▸ **TASK INPUT**
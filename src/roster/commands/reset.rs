use crate::commands::{CmdMessage, CmdResult};
use crate::confirm::{Confirm, ConfirmPrompt};
use crate::directory::UserDirectory;
use crate::error::{Result, RosterError};
use tracing::{info, warn};

pub const RESET_FAILED: &str = "There was an error sending the Reset password email.";

/// Whose password to reset.
#[derive(Debug, Clone, PartialEq, Eq)]
pub struct ResetTarget {
    pub name: String,
    pub email: String,
}

impl ResetTarget {
    pub fn new(name: impl Into<String>, email: impl Into<String>) -> Self {
        Self {
            name: name.into(),
            email: email.into(),
        }
    }
}

#[derive(Debug, Clone, PartialEq, Eq)]
pub enum ResetOutcome {
    Sent,
    Declined,
    /// The server refused; `detail` is the message parsed from its response.
    Failed { detail: Option<String> },
}

pub fn prompt(target: &ResetTarget) -> ConfirmPrompt {
    ConfirmPrompt {
        title: "Reset Password".to_string(),
        body: format!(
            "Click Send email below to send an email to {} to reset their password.",
            target.name
        ),
        primary: "Send email".to_string(),
        secondary: "Close".to_string(),
    }
}

/// Sends the reset email for `target` once the prompt is accepted.
///
/// A refusal from the server is reported in the result rather than returned
/// as an error; transport failures still propagate.
pub fn run<D: UserDirectory, C: Confirm>(
    directory: &mut D,
    target: &ResetTarget,
    confirm: &mut C,
) -> Result<CmdResult> {
    if !confirm.confirm(&prompt(target))? {
        let mut result = CmdResult::default().with_reset(ResetOutcome::Declined);
        result.add_message(CmdMessage::info("Operation cancelled."));
        return Ok(result);
    }

    match directory.request_password_reset(&target.email) {
        Ok(()) => {
            info!(email = %target.email, "password reset email requested");
            let mut result = CmdResult::default().with_reset(ResetOutcome::Sent);
            result.add_message(CmdMessage::success(format!(
                "Password reset email sent to {}",
                target.email
            )));
            Ok(result)
        }
        Err(RosterError::Remote { status, body }) => {
            let detail = parse_error_message(&body);
            warn!(status, ?detail, "password reset refused");

            let mut result =
                CmdResult::default().with_reset(ResetOutcome::Failed { detail: detail.clone() });
            result.add_message(CmdMessage::error(match &detail {
                Some(d) => format!("{} {}", RESET_FAILED, d),
                None => RESET_FAILED.to_string(),
            }));
            Ok(result)
        }
        Err(e) => Err(e),
    }
}

/// Pulls a human-readable message out of an error response body.
///
/// JSON bodies yield their `message` (or `error`) string field; anything else
/// that is not blank is used as-is.
pub fn parse_error_message(body: &str) -> Option<String> {
    let body = body.trim();
    if body.is_empty() {
        return None;
    }

    match serde_json::from_str::<serde_json::Value>(body) {
        Ok(value) => ["message", "error"]
            .iter()
            .find_map(|key| value.get(key).and_then(|v| v.as_str()))
            .map(str::to_string),
        Err(_) => Some(body.to_string()),
    }
}

#[cfg(test)]
mod tests {
    use super::*;
    use crate::confirm::ScriptedConfirm;
    use crate::directory::memory::InMemoryDirectory;

    fn target() -> ResetTarget {
        ResetTarget::new("Ada Lovelace", "ada@example.gov")
    }

    #[test]
    fn accepted_prompt_sends_reset() {
        let mut dir = InMemoryDirectory::new();
        let mut confirm = ScriptedConfirm::new([true]);

        let result = run(&mut dir, &target(), &mut confirm).unwrap();

        assert_eq!(result.reset, Some(ResetOutcome::Sent));
        assert_eq!(dir.resets, vec!["ada@example.gov".to_string()]);
        assert_eq!(confirm.asked[0].title, "Reset Password");
        assert!(confirm.asked[0].body.contains("Ada Lovelace"));
        assert_eq!(confirm.asked[0].primary, "Send email");
    }

    #[test]
    fn declined_prompt_sends_nothing() {
        let mut dir = InMemoryDirectory::new();
        let result = run(&mut dir, &target(), &mut ScriptedConfirm::new([false])).unwrap();

        assert_eq!(result.reset, Some(ResetOutcome::Declined));
        assert_eq!(result.messages[0].content, "Operation cancelled.");
        assert!(dir.resets.is_empty());
    }

    #[test]
    fn server_refusal_is_reported_inline() {
        let mut dir = InMemoryDirectory::new().failing_resets(400, r#"{"message":"Unknown user"}"#);
        let result = run(&mut dir, &target(), &mut ScriptedConfirm::new([true])).unwrap();

        assert_eq!(
            result.reset,
            Some(ResetOutcome::Failed {
                detail: Some("Unknown user".to_string())
            })
        );
        assert_eq!(
            result.messages[0].content,
            format!("{} Unknown user", RESET_FAILED)
        );
    }

    #[test]
    fn parses_error_bodies() {
        assert_eq!(
            parse_error_message(r#"{"error":"locked"}"#).as_deref(),
            Some("locked")
        );
        assert_eq!(parse_error_message(r#"{"code":3}"#), None);
        assert_eq!(parse_error_message("  "), None);
        assert_eq!(
            parse_error_message("Bad Gateway").as_deref(),
            Some("Bad Gateway")
        );
    }
}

▸ **WORK TO BE COMPLETED**
Retype all of the records above without a single alteration.

▸ **ANSWER SECTION**
filename src/roster/commands/reset.rs
use crate::commands::{CmdMessage, CmdResult};
use crate::confirm::{Confirm, ConfirmPrompt};
use crate::directory::UserDirectory;
use crate::error::{Result, RosterError};
use tracing::{info, warn};

pub const RESET_FAILED: &str = "There was an error sending the Reset password email.";

/// Whose password to reset.
#[derive(Debug, Clone, PartialEq, Eq)]
pub struct ResetTarget {
    pub name: String,
    pub email: String,
}

impl ResetTarget {
    pub fn new(name: impl Into<String>, email: impl Into<String>) -> Self {
        Self {
            name: name.into(),
            email: email.into(),
        }
    }
}

#[derive(Debug, Clone, PartialEq, Eq)]
pub enum ResetOutcome {
    Sent,
    Declined,
    /// The server refused; `detail` is the message parsed from its response.
    Failed { detail: Option<String> },
}

pub fn prompt(target: &ResetTarget) -> ConfirmPrompt {
    ConfirmPrompt {
        title: "Reset Password".to_string(),
        body: format!(
            "Click Send email below to send an email to {} to reset their password.",
            target.name
        ),
        primary: "Send email".to_string(),
        secondary: "Close".to_string(),
    }
}

/// Sends the reset email for `target` once the prompt is accepted.
///
/// A refusal from the server is reported in the result rather than returned
/// as an error; transport failures still propagate.
pub fn run<D: UserDirectory, C: Confirm>(
    directory: &mut D,
    target: &ResetTarget,
    confirm: &mut C,
) -> Result<CmdResult> {
    if !confirm.confirm(&prompt(target))? {
        let mut result = CmdResult::default().with_reset(ResetOutcome::Declined);
        result.add_message(CmdMessage::info("Operation cancelled."));
        return Ok(result);
    }

    match directory.request_password_reset(&target.email) {
        Ok(()) => {
            info!(email = %target.email, "password reset email requested");
            let mut result = CmdResult::default().with_reset(ResetOutcome::Sent);
            result.add_message(CmdMessage::success(format!(
                "Password reset email sent to {}",
                target.email
            )));
            Ok(result)
        }
        Err(RosterError::Remote { status, body }) => {
            let detail = parse_error_message(&body);
            warn!(status, ?detail, "password reset refused");

            let mut result =
                CmdResult::default().with_reset(ResetOutcome::Failed { detail: detail.clone() });
            result.add_message(CmdMessage::error(match &detail {
                Some(d) => format!("{} {}", RESET_FAILED, d),
                None => RESET_FAILED.to_string(),
            }));
            Ok(result)
        }
        Err(e) => Err(e),
    }
}

/// Pulls a human-readable message out of an error response body.
///
/// JSON bodies yield their `message` (or `error`) string field; anything else
/// that is not blank is used as-is.
pub fn parse_error_message(body: &str) -> Option<String> {
    let body = body.trim();
    if body.is_empty() {
        return None;
    }

    match serde_json::from_str::<serde_json::Value>(body) {
        Ok(value) => ["message", "error"]
            .iter()
            .find_map(|key| value.get(key).and_then(|v| v.as_str()))
            .map(str::to_string),
        Err(_) => Some(body.to_string()),
    }
}

#[cfg(test)]
mod tests {
    use super::*;
    use crate::confirm::ScriptedConfirm;
    use crate::directory::memory::InMemoryDirectory;

    fn target() -> ResetTarget {
        ResetTarget::new("Ada Lovelace", "ada@example.gov")
    }

    #[test]
    fn accepted_prompt_sends_reset() {
        let mut dir = InMemoryDirectory::new();
        let mut confirm = ScriptedConfirm::new([true]);

        let result = run(&mut dir, &target(), &mut confirm).unwrap();

        assert_eq!(result.reset, Some(ResetOutcome::Sent));
        assert_eq!(dir.resets, vec!["ada@example.gov".to_string()]);
        assert_eq!(confirm.asked[0].title, "Reset Password");
        assert!(confirm.asked[0].body.contains("Ada Lovelace"));
        assert_eq!(confirm.asked[0].primary, "Send email");
    }

    #[test]
    fn declined_prompt_sends_nothing() {
        let mut dir = InMemoryDirectory::new();
        let result = run(&mut dir, &target(), &mut ScriptedConfirm::new([false])).unwrap();

        assert_eq!(result.reset, Some(ResetOutcome::Declined));
        assert_eq!(result.messages[0].content, "Operation cancelled.");
        assert!(dir.resets.is_empty());
    }

    #[test]
    fn server_refusal_is_reported_inline() {
        let mut dir = InMemoryDirectory::new().failing_resets(400, r#"{"message":"Unknown user"}"#);
        let result = run(&mut dir, &target(), &mut ScriptedConfirm::new([true])).unwrap();

        assert_eq!(
            result.reset,
            Some(ResetOutcome::Failed {
                detail: Some("Unknown user".to_string())
            })
        );
        assert_eq!(
            result.messages[0].content,
            format!("{} Unknown user", RESET_FAILED)
        );
    }

    #[test]
    fn parses_error_bodies() {
        assert_eq!(
            parse_error_message(r#"{"error":"locked"}"#).as_deref(),
            Some("locked")
        );
        assert_eq!(parse_error_message(r#"{"code":3}"#), None);
        assert_eq!(parse_error_message("  "), None);
        assert_eq!(
            parse_error_message("Bad Gateway").as_deref(),
            Some("Bad Gateway")
        );
    }
}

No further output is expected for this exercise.